• _YOUR GOAL_: From start to end, print the entire listing below exactly.

________________________

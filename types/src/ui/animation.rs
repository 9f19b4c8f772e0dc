use std::time::Duration;

pub(crate) fn normalized_progress(elapsed: Duration, duration: Duration) -> f32 {
    if duration.is_zero() {
        return 1.0;
    }

    (elapsed.as_secs_f32() / duration.as_secs_f32()).clamp(0.0, 1.0)
}

#[derive(Debug, Clone)]
pub(crate) struct EffectTimer {
    elapsed: Duration,
    duration: Duration,
}

impl EffectTimer {
    pub(crate) fn new(duration: Duration) -> Self {
        Self {
            elapsed: Duration::ZERO,
            duration,
        }
    }

    pub(crate) fn advance(&mut self, delta: Duration) {
        self.elapsed = self.elapsed.saturating_add(delta);
    }

    pub(crate) fn progress(&self) -> f32 {
        normalized_progress(self.elapsed, self.duration)
    }

    pub(crate) fn is_finished(&self) -> bool {
        self.elapsed >= self.duration
    }
}
use std::path::PathBuf;
use std::sync::Arc;
use std::time::{Duration, Instant};

use horizon_config::{ExportSettings, RenderSettings};
use horizon_core::{SimulationRun, SimulationSettings};
use horizon_types::{InputMode, ModalEffect, ParamField, SimulationParams, UiOptions};
use tracing::debug;

use crate::camera::Camera;
use crate::playback::Playback;
use crate::run::RunState;
use crate::status::{StatusLevel, StatusLog};

mod init;
mod params;
mod persistence;
mod simulation;
mod view;


pub use init::AppSettings;

/// Spinner cadence, independent of render FPS.
const UI_TICK: Duration = Duration::from_millis(100);
const HELP_POP_DURATION: Duration = Duration::from_millis(180);

struct UiState {
    options: UiOptions,
    input_mode: InputMode,
    modal_effect: Option<ModalEffect>,
    camera: Camera,
    show_trails: bool,
    should_quit: bool,
    last_ui_tick: Instant,
    last_frame: Instant,
}

struct CoreState {
    params: SimulationParams,
    selected: ParamField,
    simulation: SimulationSettings,
    render: RenderSettings,
    export: ExportSettings,
    config_path: Option<PathBuf>,
    run: RunState,
    playback: Playback,
    status: StatusLog,
}

struct RuntimeState {
    tick: usize,
    last_playback: Instant,
}

/// All runtime state of the dashboard. Rendering reads it; input mutates it.
pub struct App {
    ui: UiState,
    core: CoreState,
    runtime: RuntimeState,
}

impl App {
    pub fn should_quit(&self) -> bool {
        self.ui.should_quit
    }

    pub fn request_quit(&mut self) {
        self.ui.should_quit = true;
    }

    pub fn ui_options(&self) -> UiOptions {
        self.ui.options
    }

    pub fn tick_count(&self) -> usize {
        self.runtime.tick
    }

    pub fn status(&self) -> &StatusLog {
        &self.core.status
    }

    pub fn run_state(&self) -> &RunState {
        &self.core.run
    }

    pub fn is_running(&self) -> bool {
        self.core.run.is_running()
    }

    /// The finished run being played back, if any.
    pub fn ready_run(&self) -> Option<&Arc<SimulationRun>> {
        self.core.run.ready()
    }

    /// `(done, total)` frames of the run in flight.
    pub fn progress(&self) -> Option<(usize, usize)> {
        match &self.core.run {
            RunState::Running(active) => Some(active.progress()),
            _ => None,
        }
    }

    pub fn simulation_settings(&self) -> &SimulationSettings {
        &self.core.simulation
    }

    pub fn render_settings(&self) -> &RenderSettings {
        &self.core.render
    }

    pub fn export_settings(&self) -> &ExportSettings {
        &self.core.export
    }

    pub(crate) fn push_status(&mut self, level: StatusLevel, message: impl Into<String>) {
        let message = message.into();
        debug!(?level, "{message}");
        self.core.status.push(level, message);
    }

    /// Drain run events and advance playback. Call once per frame.
    pub fn tick(&mut self) {
        self.poll_run();

        let now = Instant::now();
        if now.duration_since(self.ui.last_ui_tick) >= UI_TICK {
            self.ui.last_ui_tick = now;
            self.runtime.tick = self.runtime.tick.wrapping_add(1);
        }

        let elapsed = now.duration_since(self.runtime.last_playback);
        self.runtime.last_playback = now;
        self.core.playback.advance(elapsed, self.core.render.fps);
    }

    /// Time since the previous call, for driving UI animations.
    pub fn frame_elapsed(&mut self) -> Duration {
        let now = Instant::now();
        let elapsed = now.duration_since(self.ui.last_frame);
        self.ui.last_frame = now;
        elapsed
    }

    pub fn input_mode(&self) -> InputMode {
        self.ui.input_mode
    }

    pub fn modal_effect_mut(&mut self) -> Option<&mut ModalEffect> {
        self.ui.modal_effect.as_mut()
    }

    pub fn clear_modal_effect(&mut self) {
        self.ui.modal_effect = None;
    }

    pub fn toggle_help(&mut self) {
        match self.ui.input_mode {
            InputMode::Help => self.close_help(),
            InputMode::Normal => {
                self.ui.input_mode = InputMode::Help;
                self.ui.modal_effect = if self.ui.options.reduced_motion {
                    None
                } else {
                    Some(ModalEffect::pop_scale(HELP_POP_DURATION))
                };
                self.ui.last_frame = Instant::now();
            }
        }
    }

    pub fn close_help(&mut self) {
        self.ui.input_mode = InputMode::Normal;
        self.ui.modal_effect = None;
    }
}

________________________

• _TASK SOLUTION_:
filename types/src/ui/animation.rs
repository 9f19b4c8f772e0dc
use std::time::Duration;

pub(crate) fn normalized_progress(elapsed: Duration, duration: Duration) -> f32 {
    if duration.is_zero() {
        return 1.0;
    }

    (elapsed.as_secs_f32() / duration.as_secs_f32()).clamp(0.0, 1.0)
}

#[derive(Debug, Clone)]
pub(crate) struct EffectTimer {
    elapsed: Duration,
    duration: Duration,
}

impl EffectTimer {
    pub(crate) fn new(duration: Duration) -> Self {
        Self {
            elapsed: Duration::ZERO,
            duration,
        }
    }

    pub(crate) fn advance(&mut self, delta: Duration) {
        self.elapsed = self.elapsed.saturating_add(delta);
    }

    pub(crate) fn progress(&self) -> f32 {
        normalized_progress(self.elapsed, self.duration)
    }

    pub(crate) fn is_finished(&self) -> bool {
        self.elapsed >= self.duration
    }
}
use std::path::PathBuf;
use std::sync::Arc;
use std::time::{Duration, Instant};

use horizon_config::{ExportSettings, RenderSettings};
use horizon_core::{SimulationRun, SimulationSettings};
use horizon_types::{InputMode, ModalEffect, ParamField, SimulationParams, UiOptions};
use tracing::debug;

use crate::camera::Camera;
use crate::playback::Playback;
use crate::run::RunState;
use crate::status::{StatusLevel, StatusLog};

mod init;
mod params;
mod persistence;
mod simulation;
mod view;


pub use init::AppSettings;

/// Spinner cadence, independent of render FPS.
const UI_TICK: Duration = Duration::from_millis(100);
const HELP_POP_DURATION: Duration = Duration::from_millis(180);

struct UiState {
    options: UiOptions,
    input_mode: InputMode,
    modal_effect: Option<ModalEffect>,
    camera: Camera,
    show_trails: bool,
    should_quit: bool,
    last_ui_tick: Instant,
    last_frame: Instant,
}

struct CoreState {
    params: SimulationParams,
    selected: ParamField,
    simulation: SimulationSettings,
    render: RenderSettings,
    export: ExportSettings,
    config_path: Option<PathBuf>,
    run: RunState,
    playback: Playback,
    status: StatusLog,
}

struct RuntimeState {
    tick: usize,
    last_playback: Instant,
}

/// All runtime state of the dashboard. Rendering reads it; input mutates it.
pub struct App {
    ui: UiState,
    core: CoreState,
    runtime: RuntimeState,
}

impl App {
    pub fn should_quit(&self) -> bool {
        self.ui.should_quit
    }

    pub fn request_quit(&mut self) {
        self.ui.should_quit = true;
    }

    pub fn ui_options(&self) -> UiOptions {
        self.ui.options
    }

    pub fn tick_count(&self) -> usize {
        self.runtime.tick
    }

    pub fn status(&self) -> &StatusLog {
        &self.core.status
    }

    pub fn run_state(&self) -> &RunState {
        &self.core.run
    }

    pub fn is_running(&self) -> bool {
        self.core.run.is_running()
    }

    /// The finished run being played back, if any.
    pub fn ready_run(&self) -> Option<&Arc<SimulationRun>> {
        self.core.run.ready()
    }

    /// `(done, total)` frames of the run in flight.
    pub fn progress(&self) -> Option<(usize, usize)> {
        match &self.core.run {
            RunState::Running(active) => Some(active.progress()),
            _ => None,
        }
    }

    pub fn simulation_settings(&self) -> &SimulationSettings {
        &self.core.simulation
    }

    pub fn render_settings(&self) -> &RenderSettings {
        &self.core.render
    }

    pub fn export_settings(&self) -> &ExportSettings {
        &self.core.export
    }

    pub(crate) fn push_status(&mut self, level: StatusLevel, message: impl Into<String>) {
        let message = message.into();
        debug!(?level, "{message}");
        self.core.status.push(level, message);
    }

    /// Drain run events and advance playback. Call once per frame.
    pub fn tick(&mut self) {
        self.poll_run();

        let now = Instant::now();
        if now.duration_since(self.ui.last_ui_tick) >= UI_TICK {
            self.ui.last_ui_tick = now;
            self.runtime.tick = self.runtime.tick.wrapping_add(1);
        }

        let elapsed = now.duration_since(self.runtime.last_playback);
        self.runtime.last_playback = now;
        self.core.playback.advance(elapsed, self.core.render.fps);
    }

    /// Time since the previous call, for driving UI animations.
    pub fn frame_elapsed(&mut self) -> Duration {
        let now = Instant::now();
        let elapsed = now.duration_since(self.ui.last_frame);
        self.ui.last_frame = now;
        elapsed
    }

    pub fn input_mode(&self) -> InputMode {
        self.ui.input_mode
    }

    pub fn modal_effect_mut(&mut self) -> Option<&mut ModalEffect> {
        self.ui.modal_effect.as_mut()
    }

    pub fn clear_modal_effect(&mut self) {
        self.ui.modal_effect = None;
    }

    pub fn toggle_help(&mut self) {
        match self.ui.input_mode {
            InputMode::Help => self.close_help(),
            InputMode::Normal => {
                self.ui.input_mode = InputMode::Help;
                self.ui.modal_effect = if self.ui.options.reduced_motion {
                    None
                } else {
                    Some(ModalEffect::pop_scale(HELP_POP_DURATION))
                };
                self.ui.last_frame = Instant::now();
            }
        }
    }

    pub fn close_help(&mut self) {
        self.ui.input_mode = InputMode::Normal;
        self.ui.modal_effect = None;
    }
}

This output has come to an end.